"Un artista no debe contar su vida tal y como la ha vivido, sino vivirla tal y como la va a contar"

martes, 7 de julio de 2015

Las fábulas fugaces: perro.

   El primer decorado es la puerta sur de una catedral románica. Está lloviendo, y un perro sin dueño se cuela en el recinto sagrado con la soltura de un hijo pródigo que regresa a casa sabiendo que no va a tropezarse allí con su padre. Nadie repara en este impío que, al cabo de un rato, vuelve a salir: no por la misma puerta, pero sí con idéntica solvencia despreocupada. El resultado tangible de esta incursión es una curiosa pieza que daría el pego a ojos de cualquier anatomista si este solo pudiera analizarla "in vitro", o sea: a través del cristal de una vitrina. La reliquia que el can aprieta entre los dientes es una escápula u omóplato de mármol que reproduce, dicen, el santo hueso del mismo nombre perteneciente a cierto beato católico...
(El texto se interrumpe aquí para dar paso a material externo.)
//! Multiproof Verification
//!
//! Recomputes a root from target digests plus helper digests without ever
//! building the tree. Known nodes are collapsed pairwise, deepest index
//! first, until the root is derived or nothing more can be combined.
//!
//! Complexity is O(m · log N) hashes for m targets in a tree of N leaves.

use std::collections::{BTreeMap, BTreeSet};

use tracing::{debug, instrument};

use crate::gindex::GeneralizedIndex;
use crate::hash::{hash_pair, Digest};
use crate::helper::TargetSet;
use crate::proof::ProofError;

/// Root implied by a single-leaf `branch` for the node at `index`.
///
/// Bit `i` of the index tells whether the running node is a right child at
/// height `i`, and so which side the branch digest goes on.
pub fn calculate_merkle_root(
    leaf: &Digest,
    branch: &[Digest],
    index: &GeneralizedIndex,
) -> Result<Digest, ProofError> {
    let depth = index.depth();
    if branch.len() as u64 != depth {
        return Err(ProofError::LengthMismatch {
            what: "branch",
            expected: usize::try_from(depth).unwrap_or(usize::MAX),
            actual: branch.len(),
        });
    }

    let mut node = *leaf;
    for (height, sibling) in branch.iter().enumerate() {
        node = if index.bit(height as u64) {
            hash_pair(sibling, &node)
        } else {
            hash_pair(&node, sibling)
        };
    }
    Ok(node)
}

/// Verify a single-leaf Merkle branch against `root`.
pub fn verify_merkle_proof(
    leaf: &Digest,
    branch: &[Digest],
    index: &GeneralizedIndex,
    root: &Digest,
) -> Result<bool, ProofError> {
    Ok(calculate_merkle_root(leaf, branch, index)? == *root)
}

/// Root implied by a multiproof, or `None` if the supplied nodes never
/// combine up to index 1.
///
/// `leaves` are parallel to `indices`, `proof` is parallel to
/// `helper_indices(indices)`. Every structural check happens before the
/// first hash.
pub fn calculate_multi_merkle_root(
    leaves: &[Digest],
    proof: &[Digest],
    indices: &[GeneralizedIndex],
) -> Result<Option<Digest>, ProofError> {
    let targets = TargetSet::new(indices)?;
    if leaves.len() != indices.len() {
        return Err(ProofError::LengthMismatch {
            what: "leaf",
            expected: indices.len(),
            actual: leaves.len(),
        });
    }
    // Expanding paths is quadratic in target depth; a proof too short for
    // the deepest target is rejected from the depths alone.
    let min_helpers = targets.min_helper_count();
    if (proof.len() as u64) < min_helpers {
        return Err(ProofError::LengthMismatch {
            what: "proof",
            expected: usize::try_from(min_helpers).unwrap_or(usize::MAX),
            actual: proof.len(),
        });
    }
    let helpers = targets.helper_indices();
    if proof.len() != helpers.len() {
        return Err(ProofError::LengthMismatch {
            what: "proof",
            expected: helpers.len(),
            actual: proof.len(),
        });
    }

    let mut known: BTreeMap<GeneralizedIndex, Digest> =
        indices.iter().cloned().zip(leaves.iter().copied()).collect();
    known.extend(helpers.into_iter().zip(proof.iter().copied()));

    // Everything above a pending index is smaller, so popping the largest
    // first sees both children of a node before the node itself.
    let mut pending: BTreeSet<GeneralizedIndex> = known.keys().cloned().collect();
    while let Some(index) = pending.pop_last() {
        let (Some(sibling), Some(parent)) = (index.sibling(), index.parent()) else {
            continue;
        };
        if known.contains_key(&parent) {
            continue;
        }
        let Some(sibling_digest) = known.get(&sibling) else {
            continue;
        };

        let digest = if index.is_left() {
            hash_pair(&known[&index], sibling_digest)
        } else {
            hash_pair(sibling_digest, &known[&index])
        };
        known.insert(parent.clone(), digest);
        pending.insert(parent);
    }

    Ok(known.get(&GeneralizedIndex::root()).copied())
}

/// Verify a multiproof against `root`.
///
/// Malformed inputs are errors; a proof that is well formed but does not
/// reconstruct `root` is `Ok(false)`.
#[instrument(skip_all, fields(targets = indices.len(), helpers = proof.len()))]
pub fn verify(
    leaves: &[Digest],
    proof: &[Digest],
    indices: &[GeneralizedIndex],
    root: &Digest,
) -> Result<bool, ProofError> {
    let valid = calculate_multi_merkle_root(leaves, proof, indices)?.as_ref() == Some(root);
    if !valid {
        debug!("Multiproof rejected");
    }
    Ok(valid)
}

/// Like [`verify`], with a mismatch reported as [`ProofError::VerificationFailed`].
pub fn ensure_valid(
    leaves: &[Digest],
    proof: &[Digest],
    indices: &[GeneralizedIndex],
    root: &Digest,
) -> Result<(), ProofError> {
    if verify(leaves, proof, indices, root)? {
        Ok(())
    } else {
        Err(ProofError::VerificationFailed)
    }
}

#[cfg(test)]
mod tests {
    use super::*;
    use crate::generator::generate;
    use crate::tree::MerkleTree;

    fn g(i: u64) -> GeneralizedIndex {
        GeneralizedIndex::try_from(i).unwrap()
    }

    fn gs(indices: &[u64]) -> Vec<GeneralizedIndex> {
        indices.iter().copied().map(g).collect()
    }

    fn fixture() -> (Vec<Digest>, Vec<Digest>, Vec<GeneralizedIndex>, Digest) {
        let all: Vec<Digest> = (0u8..8).map(|b| [b.wrapping_mul(37); 32]).collect();
        let targets = gs(&[8, 9, 14]);
        let proof = generate(&all, &targets).unwrap();
        let root = MerkleTree::from_leaves(&all).unwrap().root();
        (vec![all[0], all[1], all[6]], proof, targets, root)
    }

    #[test]
    fn test_valid_multiproof() {
        let (leaves, proof, targets, root) = fixture();
        assert!(verify(&leaves, &proof, &targets, &root).unwrap());
        assert!(ensure_valid(&leaves, &proof, &targets, &root).is_ok());
    }

    #[test]
    fn test_any_bit_flip_is_rejected() {
        let (leaves, proof, targets, root) = fixture();

        for i in 0..leaves.len() {
            for bit in 0..256 {
                let mut tampered = leaves.clone();
                tampered[i][bit / 8] ^= 1 << (bit % 8);
                assert!(!verify(&tampered, &proof, &targets, &root).unwrap());
            }
        }
        for i in 0..proof.len() {
            for bit in 0..256 {
                let mut tampered = proof.clone();
                tampered[i][bit / 8] ^= 1 << (bit % 8);
                assert!(!verify(&leaves, &tampered, &targets, &root).unwrap());
            }
        }
    }

    #[test]
    fn test_permuted_proof_is_rejected() {
        let (leaves, proof, targets, root) = fixture();
        let mut swapped = proof.clone();
        swapped.swap(0, 2);
        assert!(!verify(&leaves, &swapped, &targets, &root).unwrap());
        assert_eq!(
            ensure_valid(&leaves, &swapped, &targets, &root),
            Err(ProofError::VerificationFailed)
        );

        let mut reversed = proof;
        reversed.reverse();
        assert!(!verify(&leaves, &reversed, &targets, &root).unwrap());
    }

    #[test]
    fn test_permuted_targets_are_rejected() {
        let (leaves, proof, _, root) = fixture();
        assert!(!verify(&leaves, &proof, &gs(&[9, 8, 14]), &root).unwrap());
    }

    #[test]
    fn test_wrong_root_is_rejected() {
        let (leaves, proof, targets, _) = fixture();
        assert!(!verify(&leaves, &proof, &targets, &[0u8; 32]).unwrap());
    }

    #[test]
    fn test_length_mismatches() {
        let (leaves, proof, targets, root) = fixture();
        assert_eq!(
            verify(&leaves[..2], &proof, &targets, &root),
            Err(ProofError::LengthMismatch {
                what: "leaf",
                expected: 3,
                actual: 2
            })
        );
        let mut long = proof.clone();
        long.push([0u8; 32]);
        assert_eq!(
            verify(&leaves, &long, &targets, &root),
            Err(ProofError::LengthMismatch {
                what: "proof",
                expected: 3,
                actual: 4
            })
        );
    }

    #[test]
    fn test_deep_target_with_short_proof_fails_fast() {
        use num_bigint::BigUint;
        use num_traits::One;
        use std::time::{Duration, Instant};

        let deep = GeneralizedIndex::new(BigUint::one() << 100_000u32).unwrap();
        let started = Instant::now();
        assert_eq!(
            verify(&[[0u8; 32]], &[], &[deep.clone()], &[0u8; 32]),
            Err(ProofError::LengthMismatch {
                what: "proof",
                expected: 100_000,
                actual: 0
            })
        );
        assert!(matches!(
            verify(&[[0u8; 32], [1u8; 32]], &[[2u8; 32]; 3], &[deep, g(3)], &[0u8; 32]),
            Err(ProofError::LengthMismatch { what: "proof", actual: 3, .. })
        ));
        assert!(started.elapsed() < Duration::from_secs(1));
    }

    #[test]
    fn test_malformed_targets_rejected_before_hashing() {
        let (leaves, proof, _, root) = fixture();
        assert_eq!(
            verify(&leaves, &proof, &gs(&[8, 8, 14]), &root),
            Err(ProofError::DuplicateIndex(g(8)))
        );
        assert!(matches!(
            verify(&leaves, &proof, &gs(&[8, 4, 14]), &root),
            Err(ProofError::OverlappingIndices { .. })
        ));
        assert_eq!(verify(&[], &[], &[], &root), Err(ProofError::EmptyIndexSet));
    }

    #[test]
    fn test_root_as_target() {
        let root = [7u8; 32];
        assert!(verify(&[root], &[], &gs(&[1]), &root).unwrap());
        assert!(!verify(&[[8u8; 32]], &[], &gs(&[1]), &root).unwrap());
    }

    #[test]
    fn test_single_branch() {
        let all: Vec<Digest> = (0u8..4).map(|b| [b; 32]).collect();
        let tree = MerkleTree::from_leaves(&all).unwrap();
        let branch = generate(&all, &gs(&[6])).unwrap();

        assert_eq!(calculate_merkle_root(&all[2], &branch, &g(6)).unwrap(), tree.root());
        assert!(verify_merkle_proof(&all[2], &branch, &g(6), &tree.root()).unwrap());
        assert!(!verify_merkle_proof(&all[3], &branch, &g(6), &tree.root()).unwrap());
        assert!(matches!(
            calculate_merkle_root(&all[2], &branch[..1], &g(6)),
            Err(ProofError::LengthMismatch { what: "branch", .. })
        ));
    }
}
   Nuestro fugado atraviesa ahora el silencioso escenario de una plaza barroca buscando la protección de los soportales para disfrutar de lo que él cree un jugoso latrocinio. Pero, una vez alcanzado su destino, comprueba enseguida la insípida sabiduría del dicho popular “mi gozo en un pozo”,  pues las reliquias sagradas no tienen sabor, y menos cuando son meras copias realizadas en materiales no degradables e indigeribles. 
   Supongo que, si nos esforzamos, también podríamos sacar algunas conclusiones de este decepcionante episodio. 
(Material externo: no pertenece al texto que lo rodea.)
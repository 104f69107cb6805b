//! Node hashing.
//!
//! Internal nodes are `SHA-256(left ‖ right)`, the same compression function
//! SSZ merkleization uses, so roots produced here line up with any SSZ
//! `hash_tree_root`.

use sha2::{Digest as _, Sha256};

/// A 32-byte Merkle node.
pub type Digest = [u8; 32];

/// SHA-256 hash of two 32-byte nodes
#[must_use]
pub fn hash_pair(left: &Digest, right: &Digest) -> Digest {
    let mut hasher = Sha256::new();
    hasher.update(left);
    hasher.update(right);
    hasher.finalize().into()
}
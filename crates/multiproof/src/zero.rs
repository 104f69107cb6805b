//! Zero-subtree digests.
//!
//! `zero_hashes()[h]` is the root of a height-`h` subtree whose leaves are all
//! zero. The table is built on first use and shared read-only afterwards.

use std::sync::OnceLock;

use crate::hash::{hash_pair, Digest};

/// Maximum subtree height covered by the table
pub const ZERO_HASHES_DEPTH: usize = 64;

static ZERO_HASHES: OnceLock<[Digest; ZERO_HASHES_DEPTH + 1]> = OnceLock::new();

/// Precomputed zero hashes for each height.
/// `ZERO_HASHES[0]` = all-zeros (the zero leaf).
/// `ZERO_HASHES[i]` = hash(ZERO_HASHES[i-1], ZERO_HASHES[i-1])
pub fn zero_hashes() -> &'static [Digest] {
    ZERO_HASHES.get_or_init(|| {
        let mut hashes = [[0u8; 32]; ZERO_HASHES_DEPTH + 1];
        for i in 1..=ZERO_HASHES_DEPTH {
            hashes[i] = hash_pair(&hashes[i - 1], &hashes[i - 1]);
        }
        hashes
    })
}

/// Root of an all-zero subtree of the given height, if the table covers it.
#[must_use]
pub fn zero_hash(height: usize) -> Option<Digest> {
    zero_hashes().get(height).copied()
}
    Una: la lluvia es una pésima consejera. 
    Dos: la escultura hiperrealista es un arte solo en la medida que lo es el timo más sofisticado. 
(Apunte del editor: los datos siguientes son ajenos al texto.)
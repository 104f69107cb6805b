//! Generalized Index Arithmetic
//!
//! A generalized index (gindex) addresses a node of a virtual complete binary
//! tree: the root is 1 and the children of `i` are `2i` and `2i + 1`, so the
//! bits after the leading 1 spell the path from the root. Deep paths into
//! large lists exceed 64 bits, so indices are arbitrary-precision.

use std::fmt;
use std::str::FromStr;

use num_bigint::BigUint;
use num_traits::{One, ToPrimitive, Zero};
use serde::{Deserialize, Deserializer, Serialize, Serializer};

use crate::proof::ProofError;

/// A node address in a binary Merkle tree. Always `>= 1`.
#[derive(Debug, Clone, PartialEq, Eq, PartialOrd, Ord, Hash)]
pub struct GeneralizedIndex(BigUint);

impl GeneralizedIndex {
    /// The root node, gindex 1.
    #[must_use]
    pub fn root() -> Self {
        Self(BigUint::one())
    }

    /// Wrap a raw integer, rejecting zero.
    pub fn new(value: BigUint) -> Result<Self, ProofError> {
        if value.is_zero() {
            return Err(ProofError::ZeroIndex);
        }
        Ok(Self(value))
    }

    /// Callers guarantee `value >= 1`.
    pub(crate) fn from_nonzero(value: BigUint) -> Self {
        debug_assert!(!value.is_zero());
        Self(value)
    }

    /// The node at `offset` (0-indexed, left to right) among the `2^depth`
    /// nodes of the given depth.
    pub fn from_depth_and_offset(depth: u64, offset: u64) -> Result<Self, ProofError> {
        let base = BigUint::one() << depth;
        if BigUint::from(offset) >= base {
            return Err(ProofError::OffsetOutOfLayer { offset, depth });
        }
        Ok(Self(base + offset))
    }

    #[must_use]
    pub fn as_biguint(&self) -> &BigUint {
        &self.0
    }

    #[must_use]
    pub fn to_u64(&self) -> Option<u64> {
        self.0.to_u64()
    }

    /// Length of the path from the root, i.e. `bitlength - 1`.
    #[must_use]
    pub fn depth(&self) -> u64 {
        self.0.bits() - 1
    }

    #[must_use]
    pub fn is_root(&self) -> bool {
        self.0.is_one()
    }

    /// Whether this node is the left child of its parent (lowest bit clear).
    #[must_use]
    pub fn is_left(&self) -> bool {
        !self.bit(0)
    }

    /// Bit `position` of the index; bit `i` decides the side of the node at
    /// height `i` on the path when climbing to the root.
    #[must_use]
    pub fn bit(&self, position: u64) -> bool {
        ((&self.0 >> position) & &BigUint::one()).is_one()
    }

    /// `i xor 1`. The root has no sibling.
    #[must_use]
    pub fn sibling(&self) -> Option<Self> {
        if self.is_root() {
            return None;
        }
        Some(Self(&self.0 ^ &BigUint::one()))
    }

    /// `i >> 1`. The root has no parent.
    #[must_use]
    pub fn parent(&self) -> Option<Self> {
        if self.is_root() {
            return None;
        }
        Some(Self(&self.0 >> 1u32))
    }

    /// `2i + right`
    #[must_use]
    pub fn child(&self, right: bool) -> Self {
        Self((&self.0 << 1u32) + u32::from(right))
    }

    /// Largest power of two not above the index, `2^depth`.
    #[must_use]
    pub fn floor_pow2(&self) -> BigUint {
        BigUint::one() << self.depth()
    }

    /// Position of the node within its layer, `i - 2^depth`.
    #[must_use]
    pub fn offset_in_layer(&self) -> BigUint {
        &self.0 - &self.floor_pow2()
    }

    /// Strict ancestry: `self` lies on the path from `other` to the root and
    /// is not `other` itself.
    #[must_use]
    pub fn is_ancestor_of(&self, other: &Self) -> bool {
        let (mine, theirs) = (self.depth(), other.depth());
        theirs > mine && (&other.0 >> (theirs - mine)) == self.0
    }

    /// The ancestor at `depth`, or the node itself at its own depth.
    /// Callers guarantee `depth <= self.depth()`.
    #[must_use]
    pub fn ancestor_at(&self, depth: u64) -> Self {
        Self(&self.0 >> (self.depth() - depth))
    }

    /// Concatenate generalized indices along a path
    ///
    /// Given gindices `i1` for A → B, `i2` for B → C, …, returns the gindex
    /// for A → Z. An empty chain is the root.
    #[must_use]
    pub fn concat(indices: &[GeneralizedIndex]) -> Self {
        let mut result = BigUint::one();
        for gindex in indices {
            let pow = gindex.floor_pow2();
            result = result * &pow + (&gindex.0 - &pow);
        }
        Self(result)
    }

    /// Sibling of every node on the path to the root, root excluded, ordered
    /// from the node upwards. This is the branch of a single-leaf proof.
    #[must_use]
    pub fn branch_indices(&self) -> Vec<Self> {
        let mut branch = Vec::with_capacity(usize::try_from(self.depth()).unwrap_or(0));
        let mut current = self.clone();
        while let (Some(sibling), Some(parent)) = (current.sibling(), current.parent()) {
            branch.push(sibling);
            current = parent;
        }
        branch
    }

    /// The node itself followed by its ancestors, root excluded.
    #[must_use]
    pub fn path_indices(&self) -> Vec<Self> {
        let mut path = Vec::with_capacity(usize::try_from(self.depth()).unwrap_or(0));
        let mut current = self.clone();
        while let Some(parent) = current.parent() {
            path.push(current);
            current = parent;
        }
        path
    }
}

impl TryFrom<u64> for GeneralizedIndex {
    type Error = ProofError;

    fn try_from(value: u64) -> Result<Self, Self::Error> {
        Self::new(BigUint::from(value))
    }
}

impl TryFrom<BigUint> for GeneralizedIndex {
    type Error = ProofError;

    fn try_from(value: BigUint) -> Result<Self, Self::Error> {
        Self::new(value)
    }
}

impl From<GeneralizedIndex> for BigUint {
    fn from(gindex: GeneralizedIndex) -> Self {
        gindex.0
    }
}

impl fmt::Display for GeneralizedIndex {
    fn fmt(&self, f: &mut fmt::Formatter<'_>) -> fmt::Result {
        fmt::Display::fmt(&self.0, f)
    }
}

impl FromStr for GeneralizedIndex {
    type Err = ProofError;

    fn from_str(s: &str) -> Result<Self, Self::Err> {
        let value = s
            .trim()
            .parse::<BigUint>()
            .map_err(|_| ProofError::InvalidIndex(s.to_string()))?;
        Self::new(value)
    }
}

// Decimal strings on the wire: JSON numbers stop being exact past 2^53.
impl Serialize for GeneralizedIndex {
    fn serialize<S: Serializer>(&self, serializer: S) -> Result<S::Ok, S::Error> {
        serializer.serialize_str(&self.0.to_string())
    }
}

impl<'de> Deserialize<'de> for GeneralizedIndex {
    fn deserialize<D: Deserializer<'de>>(deserializer: D) -> Result<Self, D::Error> {
        let s = String::deserialize(deserializer)?;
        s.parse().map_err(serde::de::Error::custom)
    }
}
  Tres: en contra del acuerdo popular, el perro es uno de los animales más iconoclastas e infieles de la Naturaleza. 
  Cuatro: si un cínico llevase su programa ideológico al extremo y probara a vivir la vida que recomendaban sus maestros, la vida del can, probablemente se convertiría de inmediato al estoicismo. 
   Y cinco: como, al menos en el hemisferio norte, no se ha demostrado todavía le existencia de perros estoicos, el cinismo está lejos de desaparecer de la tradición filosófica occidental. Ergo: el pulgoso Diógenes podrá seguir respirando tranquilo en su tonel de ultratumba.